Nous repartîmes aussitôt, sans nous retourner. La Guilde interdit formellement de rapporter du passé des objets ou des livres : la règle est absolue, les sanctions certaines. Mais parfois, les auteurs eux-mêmes forcent la main du temps. Ce volume, nul catalogue ne l’enregistrera jamais ; il restera un secret scellé dans les rayonnages les plus discrets, enveloppé de silence plus que de papier.

En 2025, il fut authentifié.

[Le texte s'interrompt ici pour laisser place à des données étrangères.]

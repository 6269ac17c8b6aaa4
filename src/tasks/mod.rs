//! # Task Descriptors and Chains
//!
//! Concrete tasks handed to the remote task executor. A chain is an explicit
//! ordered sequence; each task's successor id is derived when it is appended,
//! so no task ever holds a reference to another task object.

pub mod chain;
pub mod context;

pub use chain::TaskChain;
pub use context::TaskContext;

use serde::{Deserialize, Serialize};
use std::fmt;

/// The identifiers every task of a process carries
#[derive(Debug, Clone, PartialEq, Eq, Hash, Serialize, Deserialize)]
pub struct ProcessScope {
    pub gateway_id: String,
    pub experiment_id: String,
    pub process_id: String,
}

impl ProcessScope {
    pub fn new(
        gateway_id: impl Into<String>,
        experiment_id: impl Into<String>,
        process_id: impl Into<String>,
    ) -> Self {
        Self {
            gateway_id: gateway_id.into(),
            experiment_id: experiment_id.into(),
            process_id: process_id.into(),
        }
    }
}

#[derive(Debug, Clone, PartialEq, Eq, Hash, Serialize, Deserialize)]
#[serde(tag = "type", rename_all = "snake_case")]
pub enum TaskKind {
    EnvSetup,
    InputDataStaging,
    JobSubmission,
    OutputDataStaging,
    Archive,
    JobVerification,
    Completing,
    ParsingTriggering,
    WorkflowCancellation { cancelling_workflow: String },
    RemoteJobCancellation,
    CancelCompleting,
}

impl TaskKind {
    pub fn name(&self) -> &'static str {
        match self {
            Self::EnvSetup => "env_setup",
            Self::InputDataStaging => "input_data_staging",
            Self::JobSubmission => "job_submission",
            Self::OutputDataStaging => "output_data_staging",
            Self::Archive => "archive",
            Self::JobVerification => "job_verification",
            Self::Completing => "completing",
            Self::ParsingTriggering => "parsing_triggering",
            Self::WorkflowCancellation { .. } => "workflow_cancellation",
            Self::RemoteJobCancellation => "remote_job_cancellation",
            Self::CancelCompleting => "cancel_completing",
        }
    }

    pub fn is_staging(&self) -> bool {
        matches!(
            self,
            Self::InputDataStaging | Self::OutputDataStaging | Self::Archive
        )
    }
}

impl fmt::Display for TaskKind {
    fn fmt(&self, f: &mut fmt::Formatter<'_>) -> fmt::Result {
        f.write_str(self.name())
    }
}

/// One node of a task chain as submitted to the executor
#[derive(Debug, Clone, PartialEq, Eq, Serialize, Deserialize)]
pub struct TaskDescriptor {
    pub task_id: String,
    pub kind: TaskKind,
    pub gateway_id: String,
    pub experiment_id: String,
    pub process_id: String,
    pub retry_count: u32,
    pub force_run: bool,
    pub auto_schedule: bool,
    pub skip_all_status_publish: bool,
    pub skip_process_status_publish: bool,
    pub skip_experiment_status_publish: bool,
    /// Set by [`TaskChain::push`]
    pub next_task_id: Option<String>,
}

impl TaskDescriptor {
    pub fn new(kind: TaskKind, task_id: impl Into<String>, scope: &ProcessScope) -> Self {
        Self {
            task_id: task_id.into(),
            kind,
            gateway_id: scope.gateway_id.clone(),
            experiment_id: scope.experiment_id.clone(),
            process_id: scope.process_id.clone(),
            retry_count: 0,
            force_run: false,
            auto_schedule: false,
            skip_all_status_publish: false,
            skip_process_status_publish: false,
            skip_experiment_status_publish: false,
            next_task_id: None,
        }
    }

    pub fn with_force_run(mut self, force_run: bool) -> Self {
        self.force_run = force_run;
        self
    }

    pub fn with_retry_count(mut self, retry_count: u32) -> Self {
        self.retry_count = retry_count;
        self
    }

    pub fn with_auto_schedule(mut self, auto_schedule: bool) -> Self {
        self.auto_schedule = auto_schedule;
        self
    }

    pub fn skipping_all_status_publish(mut self) -> Self {
        self.skip_all_status_publish = true;
        self
    }

    pub fn skipping_experiment_status_publish(mut self) -> Self {
        self.skip_experiment_status_publish = true;
        self
    }

    pub fn publishes_process_status(&self) -> bool {
        !self.skip_all_status_publish && !self.skip_process_status_publish
    }

    pub fn publishes_experiment_status(&self) -> bool {
        !self.skip_all_status_publish && !self.skip_experiment_status_publish
    }
}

Papier, encre, filigrane, tout concordait avec Michallet. Mais l’envoi manuscrit demeurera hors commerce, hors cote : un présent silencieux de l’auteur au libraire, transmis par l’entremise d’un voyageur temporel.

L’énigme des variantes trouva enfin sa réponse. Les Caractères n’étaient pas un livre fixé mais un chantier mouvant, repris, ajusté au gré des pressions, des regards et des malentendus. Daniel le savait déjà ; La Bruyère venait de l’entériner d’un trait de plume.

Quant à moi, je consignai l’épisode sous la référence :

CT-VIII-1690-DB

et refermai le dossier. Certains mystères ne doivent pas être résolus ; ils doivent être compris.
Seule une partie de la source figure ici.